**Records for this exercise**:

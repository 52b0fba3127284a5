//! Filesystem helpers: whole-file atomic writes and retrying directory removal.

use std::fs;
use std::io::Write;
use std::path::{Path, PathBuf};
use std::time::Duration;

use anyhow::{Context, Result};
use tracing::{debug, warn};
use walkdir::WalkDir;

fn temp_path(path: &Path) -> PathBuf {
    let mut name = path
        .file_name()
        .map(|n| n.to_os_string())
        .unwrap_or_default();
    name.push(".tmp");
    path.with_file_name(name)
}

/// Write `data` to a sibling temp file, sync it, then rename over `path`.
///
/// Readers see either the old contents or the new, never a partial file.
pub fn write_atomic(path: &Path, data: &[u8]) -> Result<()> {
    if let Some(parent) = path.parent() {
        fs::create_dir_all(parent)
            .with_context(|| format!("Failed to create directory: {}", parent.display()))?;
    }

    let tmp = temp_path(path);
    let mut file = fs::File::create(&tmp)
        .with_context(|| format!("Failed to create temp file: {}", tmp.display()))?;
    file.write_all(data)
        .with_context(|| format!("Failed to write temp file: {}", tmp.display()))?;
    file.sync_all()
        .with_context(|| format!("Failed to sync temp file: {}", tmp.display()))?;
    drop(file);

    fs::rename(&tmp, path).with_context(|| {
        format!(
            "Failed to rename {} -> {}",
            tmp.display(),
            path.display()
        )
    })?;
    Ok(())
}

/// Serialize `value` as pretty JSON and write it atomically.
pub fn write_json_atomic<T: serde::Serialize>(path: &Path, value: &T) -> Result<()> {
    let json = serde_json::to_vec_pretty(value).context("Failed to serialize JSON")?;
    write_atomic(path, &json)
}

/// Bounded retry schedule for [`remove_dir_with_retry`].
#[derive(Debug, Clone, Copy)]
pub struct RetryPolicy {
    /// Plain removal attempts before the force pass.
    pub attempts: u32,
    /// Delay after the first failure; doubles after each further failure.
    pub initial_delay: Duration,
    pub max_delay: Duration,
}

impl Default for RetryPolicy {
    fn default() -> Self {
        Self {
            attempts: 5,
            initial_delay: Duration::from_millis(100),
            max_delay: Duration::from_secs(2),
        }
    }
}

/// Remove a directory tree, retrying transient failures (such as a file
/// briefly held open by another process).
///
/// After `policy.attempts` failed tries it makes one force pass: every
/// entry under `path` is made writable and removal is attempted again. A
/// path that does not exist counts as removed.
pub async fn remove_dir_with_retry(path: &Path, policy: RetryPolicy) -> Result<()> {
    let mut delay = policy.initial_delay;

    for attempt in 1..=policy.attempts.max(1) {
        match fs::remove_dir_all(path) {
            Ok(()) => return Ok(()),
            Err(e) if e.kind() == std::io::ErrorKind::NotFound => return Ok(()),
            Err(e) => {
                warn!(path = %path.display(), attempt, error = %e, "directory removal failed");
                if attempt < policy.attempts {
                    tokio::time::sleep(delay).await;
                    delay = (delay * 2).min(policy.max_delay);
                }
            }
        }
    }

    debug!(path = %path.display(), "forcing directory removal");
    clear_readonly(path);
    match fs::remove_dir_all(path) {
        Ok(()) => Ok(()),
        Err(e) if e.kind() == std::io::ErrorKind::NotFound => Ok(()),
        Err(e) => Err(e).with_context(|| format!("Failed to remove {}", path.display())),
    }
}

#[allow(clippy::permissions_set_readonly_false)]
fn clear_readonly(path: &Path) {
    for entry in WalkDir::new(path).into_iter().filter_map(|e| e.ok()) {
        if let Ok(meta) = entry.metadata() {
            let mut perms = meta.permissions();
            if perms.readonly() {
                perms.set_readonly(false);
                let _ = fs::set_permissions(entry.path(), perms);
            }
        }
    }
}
==
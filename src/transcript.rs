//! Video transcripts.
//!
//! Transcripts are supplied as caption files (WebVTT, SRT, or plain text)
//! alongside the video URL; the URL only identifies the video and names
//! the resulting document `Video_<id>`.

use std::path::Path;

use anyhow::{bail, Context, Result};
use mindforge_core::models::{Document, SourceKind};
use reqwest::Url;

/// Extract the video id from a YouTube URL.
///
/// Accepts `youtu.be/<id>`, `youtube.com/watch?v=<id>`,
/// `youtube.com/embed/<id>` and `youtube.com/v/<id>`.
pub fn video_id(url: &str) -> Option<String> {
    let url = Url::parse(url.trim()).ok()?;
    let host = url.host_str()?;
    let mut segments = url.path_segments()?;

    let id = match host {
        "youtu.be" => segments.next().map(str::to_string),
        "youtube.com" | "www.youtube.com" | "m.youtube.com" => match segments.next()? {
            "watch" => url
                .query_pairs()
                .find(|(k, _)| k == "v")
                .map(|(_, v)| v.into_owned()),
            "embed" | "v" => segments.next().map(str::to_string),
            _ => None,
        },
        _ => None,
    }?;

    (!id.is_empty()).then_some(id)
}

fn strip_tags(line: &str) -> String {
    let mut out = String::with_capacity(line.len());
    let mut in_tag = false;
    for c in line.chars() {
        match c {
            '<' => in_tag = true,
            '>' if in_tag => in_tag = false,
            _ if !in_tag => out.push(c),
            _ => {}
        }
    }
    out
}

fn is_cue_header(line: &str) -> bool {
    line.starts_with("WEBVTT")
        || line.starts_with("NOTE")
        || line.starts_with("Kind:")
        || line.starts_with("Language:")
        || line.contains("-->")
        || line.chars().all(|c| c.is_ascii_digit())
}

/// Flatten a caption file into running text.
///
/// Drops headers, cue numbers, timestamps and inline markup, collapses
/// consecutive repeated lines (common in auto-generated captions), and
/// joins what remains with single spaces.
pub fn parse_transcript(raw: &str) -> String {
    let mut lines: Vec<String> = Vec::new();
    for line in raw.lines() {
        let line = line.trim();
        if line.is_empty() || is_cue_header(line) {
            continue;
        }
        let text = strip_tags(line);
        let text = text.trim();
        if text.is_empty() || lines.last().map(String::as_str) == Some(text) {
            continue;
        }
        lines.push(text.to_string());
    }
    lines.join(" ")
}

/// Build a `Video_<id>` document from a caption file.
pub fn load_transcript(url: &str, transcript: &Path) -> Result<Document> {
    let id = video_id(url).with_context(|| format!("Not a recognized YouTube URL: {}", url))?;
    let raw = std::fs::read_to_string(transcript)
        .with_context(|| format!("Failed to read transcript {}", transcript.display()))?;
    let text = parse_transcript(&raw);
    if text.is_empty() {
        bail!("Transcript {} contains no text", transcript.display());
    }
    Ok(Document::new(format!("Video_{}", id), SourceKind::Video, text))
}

**Activity**: Among the lines of the listing above, count those that include the string "RetryPolicy" and give that total alone.

**Solution for this problem**: 3